The move to ease car loan curbs does not detract from Singapore’s vision of a car-lite society, said National Development Minister Lawrence Wong yesterday.
Instead, the Monetary Authority of Singapore (MAS) relaxed the loan curbs as they have achieved their objective of reducing inflation, he said.
Speaking on the sidelines of the Car-Free Sunday event, Mr Wong said the loan restrictions were introduced in February 2013 to put a lid on inflation.
“At that time, inflation was high and a big contributor to that high inflation was the certificate of entitlement (COE). So we took measures to address it,” he said.
“We are now not in a high inflation phase. We are in a negative inflation phase of our economy, so it is right that, given that the objective has been achieved, the MAS started to review and update the scheme,” said the minister, who is also a MAS board member.
“It does not detract from our overall objective, which is to continue with a car-lite vision,” he added.

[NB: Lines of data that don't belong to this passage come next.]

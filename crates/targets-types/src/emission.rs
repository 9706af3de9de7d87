//! Emission event records as produced by the rules engine.
//!
//! Emissions are transient input: the merge engine projects each one into a
//! compact requestor entry and never stores the record itself. Every field
//! is read leniently so one odd record cannot fail a whole batch.

use serde::{Deserialize, Serialize};

use crate::coerce::{deserialize_group_key, deserialize_optional_truthy};
use crate::ids::{ContactId, EmissionId, TargetId};
use crate::timestamp::deserialize_lenient;

/// The contact an emission is attributed to.
#[derive(Debug, Clone, PartialEq, Eq, Default, Serialize, Deserialize)]
pub struct EmissionContact {
    /// Contact document id.
    #[serde(rename = "_id", default, skip_serializing_if = "Option::is_none")]
    pub id: Option<ContactId>,

    /// When the contact was reported, in epoch milliseconds.
    #[serde(
        default,
        deserialize_with = "deserialize_lenient",
        skip_serializing_if = "Option::is_none"
    )]
    pub reported_date: Option<i64>,
}

/// One reported pass/fail event for a target.
#[derive(Debug, Clone, PartialEq, Eq, Serialize, Deserialize)]
pub struct Emission {
    /// Emission id; the same id reported by two contacts is one emission.
    #[serde(rename = "_id")]
    pub id: EmissionId,

    /// The target this emission counts towards.
    #[serde(rename = "type")]
    pub target: TargetId,

    /// Reporting contact.
    #[serde(default, skip_serializing_if = "Option::is_none")]
    pub contact: Option<EmissionContact>,

    /// Whether the monitored condition was satisfied. Absent means `false`;
    /// other values are read by truthiness.
    #[serde(
        default,
        deserialize_with = "deserialize_optional_truthy",
        skip_serializing_if = "Option::is_none"
    )]
    pub pass: Option<bool>,

    /// Event time in epoch milliseconds.
    #[serde(
        default,
        deserialize_with = "deserialize_lenient",
        skip_serializing_if = "Option::is_none"
    )]
    pub date: Option<i64>,

    /// Grouping key for threshold targets. Numbers read as their string
    /// form.
    #[serde(
        rename = "groupBy",
        default,
        deserialize_with = "deserialize_group_key",
        skip_serializing_if = "Option::is_none"
    )]
    pub group_by: Option<String>,

    /// Tombstone flag.
    #[serde(
        default,
        deserialize_with = "deserialize_optional_truthy",
        skip_serializing_if = "Option::is_none"
    )]
    pub deleted: Option<bool>,
}

impl Emission {
    /// Create an emission reported by `contact`.
    pub fn new(
        id: impl Into<EmissionId>,
        target: impl Into<TargetId>,
        contact: impl Into<ContactId>,
        pass: bool,
    ) -> Self {
        Self {
            id: id.into(),
            target: target.into(),
            contact: Some(EmissionContact {
                id: Some(contact.into()),
                reported_date: None,
            }),
            pass: Some(pass),
            date: None,
            group_by: None,
            deleted: None,
        }
    }

    /// Set the event date.
    #[must_use]
    pub const fn with_date(mut self, date: i64) -> Self {
        self.date = Some(date);
        self
    }

    /// Set the grouping key.
    #[must_use]
    pub fn with_group(mut self, group: impl Into<String>) -> Self {
        self.group_by = Some(group.into());
        self
    }

    /// Set the contact's reported date.
    #[must_use]
    pub fn reported_at(mut self, reported_date: i64) -> Self {
        if let Some(contact) = self.contact.as_mut() {
            contact.reported_date = Some(reported_date);
        }
        self
    }

    /// Mark the emission as deleted.
    #[must_use]
    pub const fn deleted(mut self) -> Self {
        self.deleted = Some(true);
        self
    }

    /// The reporting contact id, if present and non-empty.
    pub fn requestor(&self) -> Option<&ContactId> {
        self.contact
            .as_ref()
            .and_then(|contact| contact.id.as_ref())
            .filter(|id| !id.is_empty())
    }

    /// The contact's reported date, used to order competing requestors.
    pub fn reported_date(&self) -> Option<i64> {
        self.contact.as_ref().and_then(|contact| contact.reported_date)
    }

    /// Whether the emission passed.
    pub fn passes(&self) -> bool {
        self.pass.unwrap_or(false)
    }

    /// Whether the emission is a tombstone.
    pub fn is_deleted(&self) -> bool {
        self.deleted.unwrap_or(false)
    }
}

#[cfg(test)]
mod tests {
    use serde_json::json;

    use super::*;

    #[test]
    fn parses_rules_engine_record() {
        let raw = json!({
            "_id": "report-1~pregnancy-registrations",
            "type": "pregnancy-registrations",
            "contact": { "_id": "patient-1", "reported_date": 1_600_000_000_000_i64 },
            "pass": true,
            "date": 1_600_000_100_000_i64,
            "groupBy": "household-1"
        });
        let emission: Result<Emission, _> = serde_json::from_value(raw);
        assert!(emission.is_ok());
        if let Ok(emission) = emission {
            assert!(emission.passes());
            assert!(!emission.is_deleted());
            assert_eq!(emission.requestor().map(ContactId::as_str), Some("patient-1"));
            assert_eq!(emission.reported_date(), Some(1_600_000_000_000));
            assert_eq!(emission.group_by.as_deref(), Some("household-1"));
        }
    }

    #[test]
    fn empty_contact_id_has_no_requestor() {
        let emission = Emission::new("e", "t", "", true);
        assert!(emission.requestor().is_none());
    }

    #[test]
    fn loose_flags_and_numeric_group_are_coerced() {
        let raw = json!({
            "_id": "e",
            "type": "t",
            "contact": { "_id": "c" },
            "pass": 1,
            "groupBy": 42,
            "deleted": 0
        });
        let emission: Result<Emission, _> = serde_json::from_value(raw);
        assert!(matches!(emission, Ok(ref e) if e.passes() && !e.is_deleted()));
        assert_eq!(
            emission.ok().and_then(|e| e.group_by),
            Some("42".to_owned())
        );
    }

    #[test]
    fn malformed_date_reads_as_none() {
        let raw = json!({ "_id": "e", "type": "t", "date": "soon" });
        let emission: Result<Emission, _> = serde_json::from_value(raw);
        assert!(matches!(emission, Ok(ref e) if e.date.is_none() && !e.passes()));
    }
}
//! Batch classification (stage 1)
//!
//! Splits an inbound batch into trace and span records. An item is a trace
//! when it is tagged `object == "trace"` or embeds a `spans` array; a span
//! when tagged `object == "trace.span"`. Anything else is unrecognized
//! telemetry and skipped without failing the batch.

use chrono::{DateTime, Utc};
use serde_json::{Map, Value as JsonValue};

use super::types::{SpanRecord, parse_timestamp_ms};
use crate::data::types::{SpanDetail, SpanRow, SpanStatus, TraceRow, TraceStatus};

/// Wire marker for trace items
const OBJECT_TRACE: &str = "trace";
/// Wire marker for span items
const OBJECT_SPAN: &str = "trace.span";

/// Result of classifying one batch
#[derive(Debug, Default)]
pub struct ClassifiedBatch {
    pub traces: Vec<TraceRow>,
    pub spans: Vec<SpanRecord>,
    pub skipped: usize,
}

/// Classify a batch of heterogeneous telemetry items.
///
/// A trace item that embeds inline spans yields one trace plus N spans,
/// each inheriting the trace's id as their `trace_id`.
pub fn classify_batch(items: &[JsonValue], user_id: &str, now: DateTime<Utc>) -> ClassifiedBatch {
    let mut batch = ClassifiedBatch::default();

    for item in items {
        let Some(obj) = item.as_object() else {
            batch.skipped += 1;
            continue;
        };

        if is_trace_item(obj) {
            match parse_trace(obj, user_id, now) {
                Some(trace) => {
                    if let Some(spans) = obj.get("spans").and_then(JsonValue::as_array) {
                        for span_item in spans {
                            match span_item
                                .as_object()
                                .and_then(|o| parse_span(o, Some(&trace.id), user_id, now))
                            {
                                Some(span) => batch.spans.push(span),
                                None => batch.skipped += 1,
                            }
                        }
                    }
                    batch.traces.push(trace);
                }
                None => batch.skipped += 1,
            }
        } else if is_span_item(obj) {
            match parse_span(obj, None, user_id, now) {
                Some(span) => batch.spans.push(span),
                None => batch.skipped += 1,
            }
        } else {
            tracing::debug!("Skipping unrecognized batch item");
            batch.skipped += 1;
        }
    }

    batch
}

fn is_trace_item(obj: &Map<String, JsonValue>) -> bool {
    obj.get("object").and_then(JsonValue::as_str) == Some(OBJECT_TRACE)
        || obj.get("spans").map(JsonValue::is_array).unwrap_or(false)
}

fn is_span_item(obj: &Map<String, JsonValue>) -> bool {
    obj.get("object").and_then(JsonValue::as_str) == Some(OBJECT_SPAN)
}

fn parse_trace(obj: &Map<String, JsonValue>, user_id: &str, now: DateTime<Utc>) -> Option<TraceRow> {
    let id = required_str(obj, "id")?;

    let status = obj
        .get("status")
        .and_then(JsonValue::as_str)
        .map(TraceStatus::parse)
        .unwrap_or_default();

    // Wire duration is only a fallback; the aggregator overwrites it as
    // soon as the trace owns any spans.
    let duration_ms = obj
        .get("duration_ms")
        .and_then(JsonValue::as_i64)
        .unwrap_or(0)
        .max(0);

    Some(TraceRow {
        name: obj
            .get("name")
            .and_then(JsonValue::as_str)
            .map(str::to_string)
            .unwrap_or_else(|| id.clone()),
        id,
        user_id: user_id.to_string(),
        thread_id: optional_str(obj, "thread_id"),
        status,
        duration_ms,
        metadata: obj
            .get("metadata")
            .filter(|m| m.is_object())
            .map(|m| m.to_string()),
        created_at: parse_timestamp_ms(obj.get("started_at"), now),
    })
}

fn parse_span(
    obj: &Map<String, JsonValue>,
    inherited_trace_id: Option<&str>,
    user_id: &str,
    now: DateTime<Utc>,
) -> Option<SpanRecord> {
    let id = required_str(obj, "id")?;

    let trace_id = optional_str(obj, "trace_id").or_else(|| inherited_trace_id.map(str::to_string));
    let Some(trace_id) = trace_id else {
        tracing::debug!(span_id = %id, "Span without trace_id, skipping");
        return None;
    };

    // Timestamps may be top-level, nested under span_data, or in the
    // attribute bag; first match wins.
    let span_data = obj.get("span_data").and_then(JsonValue::as_object);
    let attrs = obj
        .get("attributes")
        .and_then(JsonValue::as_object)
        .or(span_data)
        .cloned()
        .unwrap_or_default();

    let start_time = parse_timestamp_ms(
        obj.get("started_at")
            .or_else(|| span_data.and_then(|d| d.get("started_at")))
            .or_else(|| attrs.get("started_at")),
        now,
    );
    let end_time = parse_timestamp_ms(
        obj.get("ended_at")
            .or_else(|| span_data.and_then(|d| d.get("ended_at")))
            .or_else(|| attrs.get("ended_at")),
        now,
    );

    let (span_type, detail) = SpanDetail::from_attributes(&attrs);

    let row = SpanRow {
        name: obj
            .get("name")
            .and_then(JsonValue::as_str)
            .map(str::to_string)
            .unwrap_or_else(|| id.clone()),
        id,
        trace_id,
        user_id: user_id.to_string(),
        parent_span_id: optional_str(obj, "parent_id"),
        kind: obj
            .get("kind")
            .and_then(JsonValue::as_str)
            .unwrap_or("internal")
            .to_string(),
        status: obj
            .get("status")
            .and_then(JsonValue::as_str)
            .map(SpanStatus::parse)
            .unwrap_or_default(),
        status_message: optional_str(obj, "status_message"),
        start_time,
        end_time,
        duration_ms: (end_time - start_time).max(0),
        span_type,
        attributes: if attrs.is_empty() {
            None
        } else {
            Some(JsonValue::Object(attrs).to_string())
        },
        events: obj
            .get("events")
            .filter(|e| e.is_array())
            .map(|e| e.to_string()),
        links: obj
            .get("links")
            .filter(|l| l.is_array())
            .map(|l| l.to_string()),
        created_at: now.timestamp_millis(),
    };

    Some(SpanRecord { row, detail })
}

fn required_str(obj: &Map<String, JsonValue>, key: &str) -> Option<String> {
    let value = obj.get(key).and_then(JsonValue::as_str)?;
    if value.is_empty() {
        return None;
    }
    Some(value.to_string())
}

fn optional_str(obj: &Map<String, JsonValue>, key: &str) -> Option<String> {
    obj.get(key)
        .and_then(JsonValue::as_str)
        .filter(|s| !s.is_empty())
        .map(str::to_string)
}

#[cfg(test)]
#[path = "classify_tests.rs"]
mod tests;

The MAS made a surprise announcement last month to ease car loan curbs, allowing buyers to borrow up to 70 percent of the purchase price and repay the loan within seven years, up from 60 percent and five years previously.
This has caused a surge in demand for new cars, with COE premiums for cars rising by as much as 17 percent this month. Premiums across all car categories after the latest tender are at their highest this year.
Mr Wong acknowledged that easing loan curbs has led to a higher demand for cars. “Initially, it may have some impact on demand but, over time, this is the right level of sustainable financing for cars,” he said.
However, he also noted that the car loan rules have not gone back to the days of liberal financing.
The MAS deregulated car loans in January 2003, and car buyers could take loans amounting to 100 percent of purchase prices – meaning zero down payment – and stretch these loans for as long as 10 years.
Loan curbs were then imposed in February 2013.
Last month’s easing brought car loan rules to the level before January 2003, where loans were limited to 70 percent of a vehicle’s purchase price, with repayment over a period no longer than seven years.